----- Material to process

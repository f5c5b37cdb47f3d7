//! Utilities for autoreplay.
//!
//! Submodules:
//! - `interpolation`: `{{variable}}` and `{{@parameter}}` expansion for script values.

pub mod interpolation;
//! Configuration types for cumulus-slicer
//!
//! This module defines:
//! - CLI argument parsing using clap derive macros
//! - The cluster configuration file (JSON) with validation
//! - Line patterns used for readiness markers and process filtering
//! - Command templates for the processes a node launches

use crate::error::{ConfigError, ConfigResult};
use crate::node::{Node, NodeAddress, NodeRole};
use crate::planner::DEFAULT_KEY_DOMAIN;
use clap::{Parser, Subcommand};
use regex::Regex;
use serde::{Deserialize, Serialize};
use std::collections::HashSet;
use std::fmt;
use std::path::{Path, PathBuf};
use std::time::Duration;

/// Default control port every slicer listens on
pub const DEFAULT_CONTROL_PORT: u16 = 52980;

/// Line a slicer prints once its control server accepts connections
pub const SLICER_READY_SENTINEL: &str = "====> Server Ready <====";

/// Line a worker or switch prints once its service is up
pub const SERVER_READY_SENTINEL: &str = "Starting Cumulus Server";

/// Default pattern for worker processes in `ps aux` output
pub const DEFAULT_PROCESS_PATTERN: &str = r"(org\.dbtoaster\.cumulus.*Node)";

/// Cluster bootstrap and partition planning for distributed view maintenance
#[derive(Parser, Debug, Clone)]
#[command(
    name = "cumulus-slicer",
    version,
    about = "Cluster bootstrap and partition planning for distributed view maintenance",
    long_about = "Launches and supervises the worker and switch processes of a cumulus cluster.\n\n\
                  The primary coordinator spins up a slicer on every remote host, starts the\n\
                  workers and the switch, waits for all of them to report ready, then polls\n\
                  the cluster for process statistics.",
    after_help = "EXAMPLES:\n    \
        cumulus-slicer plan catalog.json -n n1=w1:7000 -n n2=w2:7000 -p q:0 -o deploy.txt\n    \
        cumulus-slicer bootstrap cluster.json\n    \
        cumulus-slicer serve cluster.json\n    \
        cumulus-slicer status cluster.json"
)]
pub struct CliArgs {
    /// Subcommand to run
    #[command(subcommand)]
    pub command: Command,

    /// Quiet mode - suppress progress output
    #[arg(short = 'q', long, global = true)]
    pub quiet: bool,

    /// Verbose output
    #[arg(short = 'v', long, global = true)]
    pub verbose: bool,
}

/// Available subcommands
#[derive(Subcommand, Debug, Clone)]
pub enum Command {
    /// Compute a partition plan and write the deployment descriptor
    Plan {
        /// Map catalog produced by the compiler (JSON)
        #[arg(value_name = "CATALOG")]
        catalog: PathBuf,

        /// Output file (stdout if not set)
        #[arg(short = 'o', long, value_name = "FILE")]
        output: Option<PathBuf>,

        /// Take the node list from a cluster configuration file
        #[arg(short = 'c', long, value_name = "FILE")]
        cluster: Option<PathBuf>,

        /// Node definition (can be repeated)
        #[arg(
            short = 'n',
            long = "node",
            value_name = "NAME=HOST:PORT",
            action = clap::ArgAction::Append
        )]
        nodes: Vec<String>,

        /// Partition directive: MAP:KEY or MAP:KEY=NODE@LO::HI,... (can be repeated)
        #[arg(
            short = 'p',
            long = "partition",
            value_name = "DIRECTIVE",
            action = clap::ArgAction::Append
        )]
        partitions: Vec<String>,

        /// Key domain size for one map (can be repeated)
        #[arg(
            short = 'd',
            long = "domain",
            value_name = "MAP=SIZE",
            action = clap::ArgAction::Append
        )]
        domains: Vec<String>,

        /// Key domain size for maps without a --domain override
        #[arg(long, default_value_t = DEFAULT_KEY_DOMAIN, value_name = "SIZE")]
        default_domain: u64,

        /// File with one test update operation per line
        #[arg(short = 't', long = "test", value_name = "FILE")]
        test: Option<PathBuf>,

        /// Ask workers to persist state after the test sequence
        #[arg(short = 's', long)]
        persist: bool,

        /// Ignore partition keys (replicate every map on every node)
        #[arg(short = 'k', long)]
        ignore_keys: bool,
    },

    /// Act as primary coordinator and bring up the whole cluster
    Bootstrap {
        /// Cluster configuration file (JSON)
        #[arg(value_name = "CONFIG")]
        config: PathBuf,

        /// Override the readiness timeout (seconds)
        #[arg(long, value_name = "SECS")]
        ready_timeout: Option<u64>,
    },

    /// Serve the control protocol for this host (run by the coordinator on remote hosts)
    Serve {
        /// Cluster configuration file (JSON)
        #[arg(value_name = "CONFIG")]
        config: PathBuf,

        /// Override the control port
        #[arg(long, value_name = "PORT")]
        port: Option<u16>,
    },

    /// Poll every cluster host once and print process statistics
    Status {
        /// Cluster configuration file (JSON)
        #[arg(value_name = "CONFIG")]
        config: PathBuf,
    },
}

/// A compiled regex matched against single log lines
#[derive(Clone)]
pub struct LinePattern {
    regex: Regex,
}

impl LinePattern {
    /// Compile a pattern
    pub fn new(pattern: &str) -> ConfigResult<Self> {
        Regex::new(pattern)
            .map(|regex| Self { regex })
            .map_err(|e| ConfigError::InvalidPattern {
                pattern: pattern.to_string(),
                reason: e.to_string(),
            })
    }

    /// Pattern matching `text` literally
    pub fn literal(text: &str) -> ConfigResult<Self> {
        Self::new(&regex::escape(text))
    }

    /// Check whether a line matches
    pub fn is_match(&self, line: &str) -> bool {
        self.regex.is_match(line)
    }

    /// Extract the interesting part of a matching line
    ///
    /// Returns the first capture group when the pattern has one,
    /// otherwise the whole match.
    pub fn extract<'a>(&self, line: &'a str) -> Option<&'a str> {
        let caps = self.regex.captures(line)?;
        caps.get(1).or_else(|| caps.get(0)).map(|m| m.as_str())
    }

    /// Source pattern
    pub fn as_str(&self) -> &str {
        self.regex.as_str()
    }
}

impl fmt::Debug for LinePattern {
    fn fmt(&self, f: &mut fmt::Formatter<'_>) -> fmt::Result {
        f.debug_tuple("LinePattern").field(&self.as_str()).finish()
    }
}

impl PartialEq for LinePattern {
    fn eq(&self, other: &Self) -> bool {
        self.as_str() == other.as_str()
    }
}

----------

** Work instructions **
Would you repeat the lines from the one containing "a line matches" through the end of the data, exactly, with nothing before or after them?

** Solution to the problem **
    /// Check whether a line matches
    pub fn is_match(&self, line: &str) -> bool {
        self.regex.is_match(line)
    }

    /// Extract the interesting part of a matching line
    ///
    /// Returns the first capture group when the pattern has one,
    /// otherwise the whole match.
    pub fn extract<'a>(&self, line: &'a str) -> Option<&'a str> {
        let caps = self.regex.captures(line)?;
        caps.get(1).or_else(|| caps.get(0)).map(|m| m.as_str())
    }

    /// Source pattern
    pub fn as_str(&self) -> &str {
        self.regex.as_str()
    }
}

impl fmt::Debug for LinePattern {
    fn fmt(&self, f: &mut fmt::Formatter<'_>) -> fmt::Result {
        f.debug_tuple("LinePattern").field(&self.as_str()).finish()
    }
}

impl PartialEq for LinePattern {
    fn eq(&self, other: &Self) -> bool {
        self.as_str() == other.as_str()
    }
}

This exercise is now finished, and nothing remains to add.